The next step in global EM development may likely prove revolutionary, wherein countries who choose to adopt cheaper and more effective ways to deliver emergency care will influence EM care even in developed systems.

I envision these categories hierarchically, like a set of nested Russian dolls. Step 1 is the innermost doll, with each subsequent subsystem fitting outside the inner subsystems. Each subsystem—care systems, education systems, administration, economics, legislation, public health, health policy—needs to be built individually but with the connections to the other subsystems in mind. None of the individual subsystems can be done overnight and each has its own particular time frame for development, examples of which can be found by looking to other countries’ EM development experiences.

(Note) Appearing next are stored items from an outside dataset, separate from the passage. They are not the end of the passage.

mod definition;
mod polygon;
mod region;
mod store;

pub use definition::{Canvas, Vertex, ZoneDefinition, ZoneDocument};
pub use polygon::Polygon;
pub use region::Zone;
pub use store::{ZoneCheck, ZoneStore};
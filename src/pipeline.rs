//! Pipeline module connecting an external detector with tracking, violation
//! checks and evidence capture.
//!
//! The detector is plugged in through [`DetectionSource`]; everything after
//! detection runs inside [`ViolationPipeline`].

mod builder;
mod config;
mod detector;
mod orchestrator;
mod stats;
mod threshold;

pub use builder::DetectionBuilder;
pub use config::{EvaluationMode, IdentitySource, PipelineConfig};
pub use detector::{DetectionSource, IntoDetections};
pub use orchestrator::{FrameResult, TrackedDetection, ViolationPipeline};
pub use stats::RunStatistics;
pub use threshold::confirmation_threshold;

Whereas EP training and specialty recognition can be done in 3–5 years, for example, economic and legislative agendas may take 5–10 years, and policy agendas can take 5–15 years, depending on local challenges and priorities. Nevertheless, these EM developmental projects must be undertaken and they can be achieved. In the words of Bill Gates, “We always overestimate the change that will occur in the next two years and underestimate the change that will occur in the next ten. Don’t let yourself be lulled into inaction.”

The field of emergency medicine is approaching 50 years old. The field of global EM development is leaving a top-down, proscriptive model wherein the influence of a few countries is offered and filtered down into the rest of the world. Instead, we are now entering a hybrid model wherein EM developments in the rest of the world are filtering back and influencing the so-called founding countries. The next step in global EM development may likely prove revolutionary, wherein countries who choose to adopt cheaper and more effective ways to deliver emergency care will influence EM care even in developed systems.

It’s an exciting time to be involved in global emergency medicine development. Thirty years ago, the world didn’t really know how to build EM systems, and, thirty years from now, nearly every country in the world will have begun or finished building EM systems. The window of opportunity for global EM development is wide open right now, and the experiences of the 65+ countries now undertaking EM development are ripe with learning opportunities, both positive and negative, by which EM and acute care systems development can progress country by country, region by region, to the benefit of emergency patients all over the world.